A Phase 1b Study of Repeated Doses of Autologous CLL B Cells Transduced to Express Chimeric CD154 (ISF35) in Combination With Fludarabine, Cyclophosphamide and Rituximab (FCR) in Subjects With Chronic Lymphocytic Leukemia (CLL)

ISF35 has already been used in two Phase I clinical trials. The trials demonstrated that
ISF35 treatment is well tolerated and patients did not experience any significant or
unexpected adverse events. Patients reported flu-like symptoms from ISF35, which disappeared
within one to three days.

The trials also showed that ISF35 stimulates the immune system to act against CLL cells and
sensitize leukemic cells to subsequent treatment. Repeat infusions of ISF35 administered as
a single agent to subjects with CLL resulted in durable reductions in circulating and
lymph-node bound leukemic cells. Furthermore, CLL patients with 17p deletion responded to
standard courses of FCR after receiving ISF35 and achieved durable remissions.

ISF35 is an abbreviation for Immune Stimulatory Factor 35, an offspring of technology
discovered by Dr. Thomas J. Kipps, MD, PhD, Professor, Department of Medicine and Deputy
Director for Research,UCSD Moores Cancer Center.

Inclusion Criteria

Inclusion Criteria

1. Subjects must have a diagnosis of B cell CLL including:

- Lymphocytosis of monoclonal B-cells co-expressing ≥ one B-cell marker (CD19,
CD20, or CD23) and CD5 in peripheral blood or lymph node AND

- Bone marrow with ≥ 30% mononuclear cells having the CLL/SLL phenotype

2. Measurable disease, and at least one of the IWCLL 2008 Guidelines "Indications for
Treatment" as follows:

- Evidence of progressive marrow failure as manifested by the development of, or
worsening of, anemia and/or thrombocytopenia.

- Massive (i.e., >6 cm below the left costal margin) or progressive or
asymptomatic splenomegaly.

- Massive nodes (i.e., >10 cm in longest diameter) or progressive or symptomatic

- Progressive lymphocytosis with an increase of >50% over a 2-month period, or
lymphocyte doubling time (LDT) of less than 6 months.

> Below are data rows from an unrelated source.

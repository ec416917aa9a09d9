//! Error types for the search sync subsystem.

use search_sync_repository::{SearchIndexError, StoreError};
use thiserror::Error;

/// Errors raised while tracking references or draining the tracking queue.
#[derive(Error, Debug)]
pub enum TrackingQueueError {
    /// The queue or record store failed.
    #[error("Store error: {0}")]
    StoreError(#[from] StoreError),

    /// The bulk request failed as a whole; nothing was removed from the queue.
    #[error("Flush error: {0}")]
    FlushError(SearchIndexError),
}

/// Errors raised by the indexing control valve and the job producers.
#[derive(Error, Debug)]
pub enum IndexingControlError {
    #[error("Store error: {0}")]
    StoreError(#[from] StoreError),

    /// A waiting queue entry could not be encoded or decoded.
    #[error("Serialization error: {0}")]
    SerializationError(#[from] serde_json::Error),

    /// A job whose arguments the producer cannot handle. Never retried.
    #[error("Invalid job: {0}")]
    InvalidJob(String),

    /// No direct producer is registered for a worker type.
    #[error("Unknown worker type: {0}")]
    UnknownWorker(String),

    #[error("Tracking queue error: {0}")]
    TrackingQueueError(#[from] TrackingQueueError),
}

impl IndexingControlError {
    /// Create an invalid job error.
    pub fn invalid_job(msg: impl Into<String>) -> Self {
        Self::InvalidJob(msg.into())
    }

    /// Whether retrying the same job can never succeed.
    pub fn is_permanent(&self) -> bool {
        matches!(self, Self::InvalidJob(_) | Self::SerializationError(_))
    }
}

/// Errors raised by a reindexing step.
///
/// These are infrastructure failures; the step is retried on the next tick.
/// Precondition and slice failures are not errors, they move the task to
/// `failure` instead.
#[derive(Error, Debug)]
pub enum ReindexingError {
    #[error("Store error: {0}")]
    StoreError(#[from] StoreError),

    #[error("Search engine error: {0}")]
    SearchEngineError(#[from] SearchIndexError),

    #[error("Indexing control error: {0}")]
    IndexingControlError(#[from] IndexingControlError),

    /// Another task has not reached a terminal state yet.
    #[error("Reindexing task {0} is still in progress")]
    TaskInProgress(i64),
}
//! PostgreSQL-backed durable stores.
//!
//! Schema lives in `migrations/` and is applied with [`run_migrations`]
//! before any store is used.

mod control_state;
mod queue_store;
mod record_store;
mod reindexing_repository;

pub use control_state::PostgresControlState;
pub use queue_store::PostgresQueueStore;
pub use record_store::{PostgresMigrationTracker, PostgresRecordStore};
pub use reindexing_repository::PostgresReindexingRepository;

use crate::errors::StoreError;

/// Applies the embedded schema migrations.
pub async fn run_migrations(pool: &sqlx::PgPool) -> Result<(), StoreError> {
    sqlx::migrate!("src/postgres/migrations").run(pool).await?;
    Ok(())
}
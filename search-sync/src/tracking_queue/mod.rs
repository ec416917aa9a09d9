//! Deduplicating, sharded queue of pending document references.
//!
//! Application writes `track` references; the scheduler calls `execute` to
//! drain a bounded slice of every shard into one bulk indexer run. Each shard
//! is a scored set, so tracking a reference that is already queued moves it
//! to the back of its shard instead of queueing it twice.

use futures::future::try_join_all;
use std::collections::BTreeMap;
use std::sync::Arc;
use std::time::Instant;
use tracing::{debug, error, info, instrument, warn};

use crate::bulk_indexer::{BulkIndexer, BulkIndexerConfig};
use crate::errors::TrackingQueueError;
use crate::references::ReferenceCollection;
use search_sync_repository::{
    ControlState, IndexLayout, QueueStore, RecordStore, ScoredMember, SearchEngineClient,
};
use search_sync_shared::{shard_number, DocumentReference};

/// Number of queue shards. Changing it re-homes every queued reference.
pub const SHARDS: usize = 16;

/// Default number of entries drained per shard and run.
pub const DEFAULT_SHARD_LIMIT: usize = 1000;

const SET_PREFIX: &str = "search_sync:incremental:updates";

/// Name of the scored set backing `shard`.
pub fn shard_set_name(shard: usize) -> String {
    format!("{}:{}", SET_PREFIX, shard)
}

/// Configuration for the tracking queue consumer.
#[derive(Debug, Clone, Copy)]
pub struct TrackingQueueConfig {
    /// Oldest entries taken from each shard per run.
    pub shard_limit: usize,
    pub bulk: BulkIndexerConfig,
}

impl Default for TrackingQueueConfig {
    fn default() -> Self {
        Self {
            shard_limit: DEFAULT_SHARD_LIMIT,
            bulk: BulkIndexerConfig::default(),
        }
    }
}

/// The slice of one shard taken by a run.
#[derive(Debug)]
struct ShardBatch {
    shard: usize,
    entries: Vec<ScoredMember>,
}

impl ShardBatch {
    fn score_range(&self) -> Option<(i64, i64)> {
        let first = self.entries.first()?.1;
        let last = self.entries.last()?.1;
        Some((first, last))
    }
}

/// Durable staging area between "something changed" and "it is indexed".
pub struct TrackingQueue {
    store: Arc<dyn QueueStore>,
    records: Arc<dyn RecordStore>,
    client: Arc<dyn SearchEngineClient>,
    layout: IndexLayout,
    config: TrackingQueueConfig,
    /// Pause flag; `execute` drains nothing while it is set.
    control_state: Option<Arc<dyn ControlState>>,
}

impl TrackingQueue {
    pub fn new(
        store: Arc<dyn QueueStore>,
        records: Arc<dyn RecordStore>,
        client: Arc<dyn SearchEngineClient>,
        layout: IndexLayout,
    ) -> Self {
        Self::with_config(store, records, client, layout, TrackingQueueConfig::default())
    }

    pub fn with_config(
        store: Arc<dyn QueueStore>,
        records: Arc<dyn RecordStore>,
        client: Arc<dyn SearchEngineClient>,
        layout: IndexLayout,
        config: TrackingQueueConfig,
    ) -> Self {
        Self {
            store,
            records,
            client,
            layout,
            config,
            control_state: None,
        }
    }

    /// Stop draining while indexing is paused.
    ///
    /// Read on every run without caching, so a pause set by a reindexing
    /// task takes effect before the next drain.
    pub fn with_control_state(mut self, control_state: Arc<dyn ControlState>) -> Self {
        self.control_state = Some(control_state);
        self
    }

    /// Queue references for indexing.
    ///
    /// References are grouped by shard and added with one store call per
    /// shard; a reference already queued is moved to the back of its shard.
    pub async fn track(&self, references: &[DocumentReference]) -> Result<(), TrackingQueueError> {
        let mut by_shard: BTreeMap<usize, Vec<String>> = BTreeMap::new();
        for reference in references {
            let serialized = reference.serialize();
            by_shard
                .entry(shard_number(&serialized, SHARDS))
                .or_default()
                .push(serialized);
        }

        for (shard, members) in by_shard {
            debug!(shard, count = members.len(), "Tracking references");
            self.store.upsert(&shard_set_name(shard), &members).await?;
        }

        Ok(())
    }

    /// Total number of queued references across all shards.
    pub async fn queue_size(&self) -> Result<u64, TrackingQueueError> {
        let sizes = try_join_all((0..SHARDS).map(|shard| {
            let set = shard_set_name(shard);
            async move { self.store.len(&set).await }
        }))
        .await?;

        Ok(sizes.into_iter().sum())
    }

    /// The entries the next run would take, per non-empty shard.
    pub async fn queued_items(&self) -> Result<BTreeMap<usize, Vec<ScoredMember>>, TrackingQueueError> {
        Ok(self
            .read_batches()
            .await?
            .into_iter()
            .map(|batch| (batch.shard, batch.entries))
            .collect())
    }

    /// Drop every queued reference.
    pub async fn clear_tracking(&self) -> Result<(), TrackingQueueError> {
        for shard in 0..SHARDS {
            self.store.clear(&shard_set_name(shard)).await?;
        }
        warn!("Tracking queue cleared");
        Ok(())
    }

    /// Drain one bounded slice of every shard into the search engine.
    ///
    /// Entries stay in the store until the bulk requests have been answered.
    /// If a request fails as a whole nothing is removed and the error is
    /// returned, so the whole slice is retried by the next run. Otherwise the
    /// slice is removed by score range, which keeps entries re-tracked in the
    /// meantime. Rejected references are tracked again before the removal;
    /// their new score is past the slice, so they survive it.
    ///
    /// While indexing is paused nothing is read and `Ok(0)` is returned.
    ///
    /// # Returns
    ///
    /// The number of references written to the index.
    #[instrument(skip(self))]
    pub async fn execute(&self) -> Result<usize, TrackingQueueError> {
        if let Some(state) = &self.control_state {
            if state.pause_indexing().await? {
                info!("Indexing is paused, leaving the tracking queue untouched");
                return Ok(0);
            }
        }

        let started = Instant::now();
        let batches = self.read_batches().await?;
        if batches.is_empty() {
            debug!("Tracking queue is empty");
            return Ok(0);
        }

        let mut references = Vec::new();
        let mut malformed = 0usize;
        for batch in &batches {
            debug!(shard = batch.shard, count = batch.entries.len(), "Read shard");
            for (member, _) in &batch.entries {
                match DocumentReference::deserialize(member) {
                    Ok(reference) => references.push(reference),
                    Err(e) => {
                        warn!(shard = batch.shard, error = %e, "Dropping malformed queue entry");
                        malformed += 1;
                    }
                }
            }
        }

        let total = references.len();
        let resolved = ReferenceCollection::new(references)
            .resolve(self.records.as_ref())
            .await?;

        let mut indexer = BulkIndexer::with_config(
            Arc::clone(&self.client),
            self.layout.clone(),
            self.config.bulk,
        );
        for item in resolved {
            indexer.process(item).await;
        }

        if let Err(e) = indexer.flush().await {
            error!(
                error = %e,
                count = total,
                "Bulk request failed, leaving entries queued"
            );
            return Err(TrackingQueueError::FlushError(e));
        }

        let failures = indexer.take_failures();
        if !failures.is_empty() {
            self.track(&failures).await?;
        }

        for batch in &batches {
            if let Some((first, last)) = batch.score_range() {
                self.store
                    .remove_range_by_score(&shard_set_name(batch.shard), first, last)
                    .await?;
            }
        }

        let processed = total.saturating_sub(failures.len());
        info!(
            shards = batches.len(),
            processed,
            malformed,
            failures = failures.len(),
            duration_ms = started.elapsed().as_millis() as u64,
            "Tracking queue run finished"
        );

        Ok(processed)
    }

    async fn read_batches(&self) -> Result<Vec<ShardBatch>, TrackingQueueError> {
        let limit = self.config.shard_limit;
        let batches = try_join_all((0..SHARDS).map(|shard| {
            let set = shard_set_name(shard);
            async move {
                let entries = self.store.range(&set, limit).await?;
                Ok::<_, TrackingQueueError>(ShardBatch { shard, entries })
            }
        }))
        .await?;

        Ok(batches
            .into_iter()
            .filter(|batch| !batch.entries.is_empty())
            .collect())
    }
}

LDT can be obtained by
linear regression extrapolation of absolute lymphocyte counts (ALC) obtained at
intervals of two weeks over an observation period of 2-3 months; patients with
initial blood lymphocyte counts of less than 30,000 per microliter may require a
longer observation period to determine the LDT. Also, factors contributing to
lymphocytosis or lymphadenopathy other than CLL (e.g, infections) should be

- Autoimmune anemia and/or thrombocytopenia poorly responsive to corticosteroids
or other standard therapy.

- A minimum of any one of the following disease-related symptoms must be present:

- Unintentional weight loss ≥10% within the previous 6 months.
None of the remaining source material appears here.